Texas politicians have a long history of turning their backs on providing essential services to the least among us, claiming government is the problem, not the solution. They prefer to perpetuate the myth that it’s the job of churches and local community organizations to care for their own.
As a former social worker, employed by the state of Texas for nearly thirty years and with an additional 17 years of experience with a faith-based organization helping the poor, I’ve seen firsthand the plight of the downtrodden in our state.
Every time Texas has an economic downturn, no matter how minor, the Legislature sees an opportunity to cut help for the poor, elderly and disabled — rather than balancing the budget by asking the wealthiest among us to pay their fair share for living in this great state.
In 2003, lawmakers eliminated healthcare services to 250,000 poor kids, along with 365,000 elderly and disabled adults. At the same time, they passed a law designed to extend state health insurance to the daughter of then-House Speaker Tom Craddick and 100 others. In 2011, public school funding fell victim to a budget shortfall with cuts of almost $5.4 billion. Even today, the Legislature sends school districts fewer dollars per pupil than it did a decade ago.
Without campaign contribution limits and very lax ethics regulation, Texas, (unlike conservative Montana) allows well-connected special interests to continue to pay far less than others, leaving the poor and middle class to foot a disproportionate amount of the bill for state services. According to the Institute on Taxation and Economic Policy, in 2015, the wealthiest one percent of Texans paid an average of 2.9 percent of their income in state and local taxes — the third-lowest in the nation. The poorest fifth of Texas wage earners paid over four times as much of their income — 12.5 percent.
Even when times are good, as they were in 2015 when Comptroller Glenn Hegar projected a balance in the Rainy Day Fund of $10.2 billion, the Legislature found it all-important to target the poor. Even so, Sen. Charles Schwertner slipped Rider 50 into the state budget, cutting $350 million needed to continue critical therapy for severely disabled poor kids ages one to three. The study used as the basis to justify the cuts was seriously flawed, according to state District Judge Tim Sulak, but the cuts remained in the budget The Lite-up Texas utility assistance program, helping the very poor when bills were highest, was eliminated.
Whether it’s severe problems with inadequate staffing for foster care, child protective services or ignoring the mentally challenged, our leaders are irresponsibly cutting the budget to the bone while providing lavish tax cuts to well-connected special interests. Even state-owned buildings are falling apart from neglect.
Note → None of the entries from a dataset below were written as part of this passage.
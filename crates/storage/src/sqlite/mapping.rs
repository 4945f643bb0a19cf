use quiz_core::model::{Question, QuestionId, QuestionStats};
use sqlx::Row;

use crate::repository::StorageError;

fn ser<E: core::fmt::Display>(e: E) -> StorageError {
    StorageError::Serialization(e.to_string())
}

fn i64_to_u64(field: &'static str, v: i64) -> Result<u64, StorageError> {
    u64::try_from(v).map_err(|_| StorageError::Serialization(format!("{field} sign overflow")))
}

fn i64_to_u32(field: &'static str, v: i64) -> Result<u32, StorageError> {
    u32::try_from(v).map_err(|_| StorageError::Serialization(format!("invalid {field}: {v}")))
}

pub(crate) fn question_id_from_i64(v: i64) -> Result<QuestionId, StorageError> {
    Ok(QuestionId::new(i64_to_u64("question_id", v)?))
}

pub(crate) fn question_id_to_i64(id: QuestionId) -> Result<i64, StorageError> {
    i64::try_from(id.value())
        .map_err(|_| StorageError::Serialization("question_id overflow".into()))
}

pub(crate) fn map_question_row(row: &sqlx::sqlite::SqliteRow) -> Result<Question, StorageError> {
    let id = question_id_from_i64(row.try_get::<i64, _>("id").map_err(ser)?)?;
    let distractors: Vec<String> =
        serde_json::from_str(row.try_get::<String, _>("distractors").map_err(ser)?.as_str())
            .map_err(ser)?;
    let chunk = i64_to_u32("chunk_number", row.try_get::<i64, _>("chunk_number").map_err(ser)?)?;

    Question::from_persisted(
        id,
        row.try_get("prompt").map_err(ser)?,
        row.try_get("answer").map_err(ser)?,
        distractors,
        chunk,
    )
    .map_err(|e| StorageError::Corrupt(e.to_string()))
}

pub(crate) fn map_stats_row(
    row: &sqlx::sqlite::SqliteRow,
) -> Result<(QuestionId, QuestionStats), StorageError> {
    let id = question_id_from_i64(row.try_get::<i64, _>("question_id").map_err(ser)?)?;
    let attempts = i64_to_u32("attempts", row.try_get::<i64, _>("attempts").map_err(ser)?)?;
    let successes = i64_to_u32("successes", row.try_get::<i64, _>("successes").map_err(ser)?)?;

    let stats = QuestionStats::from_persisted(
        id,
        attempts,
        successes,
        row.try_get("weight").map_err(ser)?,
        row.try_get("last_seen").map_err(ser)?,
    )
    .map_err(|e| StorageError::Corrupt(e.to_string()))?;

    Ok((id, stats))
}
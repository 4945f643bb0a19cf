mod catalog;
mod ids;
mod progress;
mod question;
mod stats;

pub use catalog::{Catalog, CatalogError};
pub use ids::QuestionId;
pub use progress::Progress;
pub use question::{Question, QuestionDraft, QuestionError};
pub use stats::{QuestionStats, StatsError};
use chrono::Utc;
use sqlx::SqlitePool;

use super::SqliteInitError;

/// Runs a single, consolidated migration for the current schema.
///
/// Creates the full schema: questions, per-question stats, the single-row
/// progress cursor, and indexes.
pub async fn run_migrations(pool: &SqlitePool) -> Result<(), SqliteInitError> {
    async fn is_applied(pool: &SqlitePool, version: i64) -> Result<bool, sqlx::Error> {
        let row = sqlx::query("SELECT 1 FROM schema_migrations WHERE version = ?1")
            .bind(version)
            .fetch_optional(pool)
            .await?;
        Ok(row.is_some())
    }

    sqlx::query(
        r"
            CREATE TABLE IF NOT EXISTS schema_migrations (
                version INTEGER PRIMARY KEY,
                applied_at TEXT NOT NULL
            );
            ",
    )
    .execute(pool)
    .await?;

    // Version 1: full schema.
    if !is_applied(pool, 1).await? {
        let mut tx = pool.begin().await?;

        sqlx::query(
            r"
                CREATE TABLE IF NOT EXISTS questions (
                    id INTEGER PRIMARY KEY,
                    prompt TEXT NOT NULL,
                    answer TEXT NOT NULL,
                    distractors TEXT NOT NULL,
                    chunk_number INTEGER NOT NULL CHECK (chunk_number >= 0)
                );
            ",
        )
        .execute(&mut *tx)
        .await?;

        sqlx::query(
            r"
                CREATE TABLE IF NOT EXISTS question_stats (
                    question_id INTEGER PRIMARY KEY,
                    attempts INTEGER NOT NULL CHECK (attempts >= 0),
                    successes INTEGER NOT NULL CHECK (successes >= 0 AND successes <= attempts),
                    weight REAL NOT NULL CHECK (weight > 0),
                    last_seen TEXT
                );
            ",
        )
        .execute(&mut *tx)
        .await?;

        sqlx::query(
            r"
                CREATE TABLE IF NOT EXISTS user_progress (
                    id INTEGER PRIMARY KEY CHECK (id = 1),
                    current_chunk INTEGER NOT NULL CHECK (current_chunk >= 0)
                );
            ",
        )
        .execute(&mut *tx)
        .await?;

        sqlx::query(
            r"
                INSERT INTO user_progress (id, current_chunk)
                VALUES (1, 0)
                ON CONFLICT(id) DO NOTHING;
            ",
        )
        .execute(&mut *tx)
        .await?;

        sqlx::query(
            r"
                CREATE INDEX IF NOT EXISTS idx_questions_chunk
                    ON questions(chunk_number, id);
            ",
        )
        .execute(&mut *tx)
        .await?;

        sqlx::query(
            r"
                INSERT INTO schema_migrations (version, applied_at)
                VALUES (?1, ?2)
                ON CONFLICT(version) DO NOTHING
            ",
        )
        .bind(1_i64)
        .bind(Utc::now())
        .execute(&mut *tx)
        .await?;

        tx.commit().await?;
    }

    Ok(())
}
//! Equivalence classification for isomorphism search.
//!
//! This module defines the [`EquivalenceComparator`] contract and the
//! partitioning step built on it. A search algorithm uses the resulting
//! [`EquivalenceSet`]s to restrict which elements of one structure may map
//! to which elements of another.
//!
//! # Example
//!
//! ```rust
//! use isoprune::equivalence::{create_equivalence_sets, UniformEquivalenceComparator};
//!
//! let sets = create_equivalence_sets(["a", "b"], &(), &UniformEquivalenceComparator).unwrap();
//! assert_eq!(sets.len(), 1);
//! ```

mod comparator;
pub mod set;

pub use comparator::{EquivalenceComparator, UniformEquivalenceComparator};
pub use set::{create_equivalence_sets, match_equivalence_sets, EquivalenceSet, SetPair, SetPairing};
//! Graph with string-labelled vertices, backed by petgraph.
//!
//! Provides a directed or undirected graph whose vertices are looked up by
//! label, plus shortcuts for computing degree equivalence classes.

use petgraph::graph::{DiGraph, NodeIndex, UnGraph};
use std::collections::HashMap;

use super::context::{DegreeResult, GraphContext, GraphKind};
use super::degree::{DegreeEquivalenceComparator, DegreePair};
use crate::equivalence::{
    create_equivalence_sets, match_equivalence_sets, EquivalenceSet, SetPairing,
};

#[derive(Debug, Clone)]
enum Storage {
    Undirected(UnGraph<String, ()>),
    Directed(DiGraph<String, ()>),
}

/// A graph whose vertices carry unique string labels.
///
/// # Example
///
/// ```rust
/// use isoprune::graph::{GraphKind, LabeledGraph};
///
/// let mut graph = LabeledGraph::new(GraphKind::Undirected);
/// graph.add_vertex("A");
/// graph.add_vertex("B");
/// graph.add_vertex("C");
/// graph.add_edge("A", "B");
/// graph.add_edge("B", "C");
///
/// let classes = graph.equivalence_classes().unwrap();
/// assert_eq!(classes.len(), 2);
/// assert_eq!(graph.class_labels(&classes[1]), vec!["A", "C"]);
/// ```
#[derive(Debug, Clone)]
pub struct LabeledGraph {
    /// The underlying petgraph graph
    storage: Storage,
    /// Maps labels to their node indices for O(1) lookup
    vertex_indices: HashMap<String, NodeIndex>,
}

impl LabeledGraph {
    /// Creates a new empty graph of the given kind.
    pub fn new(kind: GraphKind) -> Self {
        Self::with_capacity(kind, 0, 0)
    }

    /// Creates a new graph with pre-allocated capacity.
    ///
    /// # Arguments
    ///
    /// * `kind` - Directed or undirected
    /// * `vertices` - Expected number of vertices
    /// * `edges` - Expected number of edges
    pub fn with_capacity(kind: GraphKind, vertices: usize, edges: usize) -> Self {
        let storage = match kind {
            GraphKind::Undirected => Storage::Undirected(UnGraph::with_capacity(vertices, edges)),
            GraphKind::Directed => Storage::Directed(DiGraph::with_capacity(vertices, edges)),
        };
        Self {
            storage,
            vertex_indices: HashMap::with_capacity(vertices),
        }
    }

    /// Builds a graph from an edge list, adding vertices as they appear.
    ///
    /// # Example
    ///
    /// ```rust
    /// use isoprune::graph::{GraphKind, LabeledGraph};
    ///
    /// let graph = LabeledGraph::from_edges(GraphKind::Directed, &[("a", "b"), ("b", "c")]);
    /// assert_eq!(graph.vertex_count(), 3);
    /// assert_eq!(graph.edge_count(), 2);
    /// ```
    pub fn from_edges(kind: GraphKind, edges: &[(&str, &str)]) -> Self {
        let mut graph = Self::with_capacity(kind, edges.len(), edges.len());
        for (from, to) in edges {
            graph.add_vertex(from);
            graph.add_vertex(to);
            graph.add_edge(from, to);
        }
        graph
    }

    /// Returns whether the graph is directed or undirected.
    pub fn kind(&self) -> GraphKind {
        match self.storage {
            Storage::Undirected(_) => GraphKind::Undirected,
            Storage::Directed(_) => GraphKind::Directed,
        }
    }

    /// Adds a vertex.
    ///
    /// If a vertex with the same label already exists, returns its existing
    /// index without modification.
    pub fn add_vertex(&mut self, label: &str) -> NodeIndex {
        if let Some(&idx) = self.vertex_indices.get(label) {
            return idx;
        }

        let idx = match &mut self.storage {
            Storage::Undirected(g) => g.add_node(label.to_string()),
            Storage::Directed(g) => g.add_node(label.to_string()),
        };
        self.vertex_indices.insert(label.to_string(), idx);
        idx
    }

    /// Adds an edge between two existing vertices.
    ///
    /// For a directed graph the edge runs from `from` to `to`.
    ///
    /// # Returns
    ///
    /// `true` if the edge was added, `false` if either vertex doesn't exist.
    pub fn add_edge(&mut self, from: &str, to: &str) -> bool {
        let Some(&from_idx) = self.vertex_indices.get(from) else {
            return false;
        };
        let Some(&to_idx) = self.vertex_indices.get(to) else {
            return false;
        };

        match &mut self.storage {
            Storage::Undirected(g) => g.add_edge(from_idx, to_idx, ()),
            Storage::Directed(g) => g.add_edge(from_idx, to_idx, ()),
        };
        true
    }

    /// Looks up the index of a vertex by label.
    pub fn vertex(&self, label: &str) -> Option<NodeIndex> {
        self.vertex_indices.get(label).copied()
    }

    /// Looks up the label of a vertex by index.
    pub fn label(&self, vertex: NodeIndex) -> Option<&str> {
        let weight = match &self.storage {
            Storage::Undirected(g) => g.node_weight(vertex),
            Storage::Directed(g) => g.node_weight(vertex),
        };
        weight.map(String::as_str)
    }

    /// All vertex indices in insertion order.
    pub fn vertices(&self) -> Vec<NodeIndex> {
        match &self.storage {
            Storage::Undirected(g) => g.node_indices().collect(),
            Storage::Directed(g) => g.node_indices().collect(),
        }
    }

    /// Returns the number of vertices.
    pub fn vertex_count(&self) -> usize {
        self.vertex_indices.len()
    }

    /// Returns the number of edges.
    pub fn edge_count(&self) -> usize {
        match &self.storage {
            Storage::Undirected(g) => g.edge_count(),
            Storage::Directed(g) => g.edge_count(),
        }
    }

    /// Checks if the graph has no vertices.
    pub fn is_empty(&self) -> bool {
        self.vertex_indices.is_empty()
    }

    /// Checks if a vertex with this label exists.
    pub fn contains(&self, label: &str) -> bool {
        self.vertex_indices.contains_key(label)
    }

    /// Degree context over this graph.
    pub fn context(&self) -> GraphContext<'_, NodeIndex> {
        match &self.storage {
            Storage::Undirected(g) => GraphContext::undirected(g),
            Storage::Directed(g) => GraphContext::directed(g),
        }
    }

    /// Degree pair of the vertex with this label.
    ///
    /// Returns `Ok(None)` when no vertex carries the label.
    pub fn degrees(&self, label: &str) -> DegreeResult<Option<DegreePair>> {
        match self.vertex(label) {
            Some(vertex) => self.context().in_out_degrees(vertex).map(Some),
            None => Ok(None),
        }
    }

    /// Partitions the vertices into degree equivalence classes.
    ///
    /// Classes are ordered smallest first; see
    /// [`create_equivalence_sets`].
    pub fn equivalence_classes(&self) -> DegreeResult<Vec<EquivalenceSet<NodeIndex>>> {
        create_equivalence_sets(
            self.vertices(),
            &self.context(),
            &DegreeEquivalenceComparator,
        )
    }

    /// Matches this graph's degree classes against another graph's.
    ///
    /// An incompatible result proves the two graphs are not isomorphic.
    pub fn compare_classes(&self, other: &LabeledGraph) -> DegreeResult<SetPairing> {
        let left = self.equivalence_classes()?;
        let right = other.equivalence_classes()?;
        match_equivalence_sets(
            &left,
            &self.context(),
            &right,
            &other.context(),
            &DegreeEquivalenceComparator,
        )
    }

    /// Labels of the members of `set`, in membership order.
    pub fn class_labels(&self, set: &EquivalenceSet<NodeIndex>) -> Vec<String> {
        set.members()
            .iter()
            .filter_map(|&v| self.label(v))
            .map(str::to_string)
            .collect()
    }
}
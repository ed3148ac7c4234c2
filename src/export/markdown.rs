//! Markdown export implementation.
//!
//! Exports equivalence classes in Markdown format for documentation and reporting.

use super::{ExportData, Exporter};
use std::io::{self, Write};

/// Markdown exporter implementation.
pub struct MarkdownExporter;

impl MarkdownExporter {
    /// Render a label as inline code that is safe inside a table cell.
    fn code_cell(label: &str) -> String {
        let escaped = label.replace('|', "\\|");
        if escaped.contains('`') {
            format!("`` {} ``", escaped)
        } else {
            format!("`{}`", escaped)
        }
    }
}

impl Exporter for MarkdownExporter {
    fn export<W: Write>(&self, data: &ExportData, writer: &mut W) -> io::Result<()> {
        // Title
        writeln!(writer, "# Degree Equivalence Report")?;
        writeln!(writer)?;
        writeln!(writer, "**Graph:** {} ({})", data.graph_name, data.kind)?;
        writeln!(writer)?;

        // Summary section
        writeln!(writer, "## Summary")?;
        writeln!(writer)?;
        writeln!(writer, "| Metric | Count |")?;
        writeln!(writer, "|--------|-------|")?;
        writeln!(writer, "| Vertices | {} |", data.vertex_count)?;
        writeln!(writer, "| Edges | {} |", data.edge_count)?;
        writeln!(writer, "| Equivalence Classes | {} |", data.classes.len())?;
        writeln!(writer, "| Singleton Classes | {} |", data.singleton_count())?;
        writeln!(writer, "| Largest Class | {} |", data.largest_class_size())?;
        writeln!(writer)?;

        if data.classes.is_empty() {
            writeln!(writer, "_The graph has no vertices._")?;
            return Ok(());
        }

        // Classes table
        writeln!(writer, "## Classes")?;
        writeln!(writer)?;
        writeln!(writer, "| Degrees (in-out) | Size | Vertices |")?;
        writeln!(writer, "|------------------|------|----------|")?;
        for class in &data.classes {
            let members: Vec<String> = class.vertices.iter().map(|v| Self::code_cell(v)).collect();
            writeln!(
                writer,
                "| {} | {} | {} |",
                class.key(),
                class.len(),
                members.join(", ")
            )?;
        }
        writeln!(writer)?;

        Ok(())
    }
}

#[cfg(test)]
mod tests {
    use super::*;
    use crate::export::sample_data;
    use crate::graph::{GraphKind, LabeledGraph};

    #[test]
    fn test_markdown_export_header() {
        let data = sample_data();
        let mut output = Vec::new();

        MarkdownExporter.export(&data, &mut output).unwrap();

        let md = String::from_utf8(output).unwrap();
        assert!(md.starts_with("# Degree Equivalence Report"));
        assert!(md.contains("**Graph:** path (undirected)"));
        assert!(md.contains("| Vertices | 3 |"));
        assert!(md.contains("| Equivalence Classes | 2 |"));
    }

    #[test]
    fn test_markdown_export_classes() {
        let data = sample_data();
        let mut output = Vec::new();

        MarkdownExporter.export(&data, &mut output).unwrap();

        let md = String::from_utf8(output).unwrap();
        assert!(md.contains("| 2-2 | 1 | `B` |"));
        assert!(md.contains("| 1-1 | 2 | `A`, `C` |"));
    }

    #[test]
    fn test_markdown_code_cell_escapes() {
        assert_eq!(MarkdownExporter::code_cell("plain"), "`plain`");
        assert_eq!(MarkdownExporter::code_cell("a|b"), "`a\\|b`");
        assert_eq!(MarkdownExporter::code_cell("x`y"), "`` x`y ``");
    }

    #[test]
    fn test_markdown_pipe_label_keeps_table_shape() {
        let graph = LabeledGraph::from_edges(GraphKind::Undirected, &[("a|b", "c")]);
        let data = ExportData::from_graph("pipes", &graph).unwrap();
        let mut output = Vec::new();

        MarkdownExporter.export(&data, &mut output).unwrap();

        let md = String::from_utf8(output).unwrap();
        assert!(md.contains("| 1-1 | 2 | `a\\|b`, `c` |"));
    }

    #[test]
    fn test_markdown_export_empty_graph() {
        let graph = LabeledGraph::new(GraphKind::Directed);
        let data = ExportData::from_graph("empty", &graph).unwrap();
        let mut output = Vec::new();

        MarkdownExporter.export(&data, &mut output).unwrap();

        let md = String::from_utf8(output).unwrap();
        assert!(md.contains("_The graph has no vertices._"));
        assert!(!md.contains("## Classes"));
    }
}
The May 2016 issue of The Atlantic noted a Federal Reserve survey found 47 percent of Americans would have difficulty paying an unexpected $400 bill. I can’t tell you how often I have met people seeking help who never envisioned living in poverty. They’re used to helping others, not seeking help. Life happens, whether it’s a lost job, an accident, health event, death, broken-down car or other crisis. We don’t realize just how close we all can be to financial ruin. I ask you to consider walking in the shoes of the other person. How many times have you looked at someone and thought, “There but for the grace of God go I?”
Gov. Greg Abbott and Lt. Gov. Dan Patrick have proposed drastic budget cuts to close a projected budget gap. I ask our lawmakers to pause and consider the impact their actions have on the people who can’t afford powerful lobbyists. Government has a role to play in helping the poor, the elderly and disabled. Our elected Texas officeholders shouldn’t ignore this group of citizens. Most of our current social services are rated at or near the bottom compared to other states.
Lawmakers: Please show compassion and mercy to the poor, elderly and disabled. Find untapped funding sources to fill the budget gap, perhaps from those who can well afford to spare a bit more.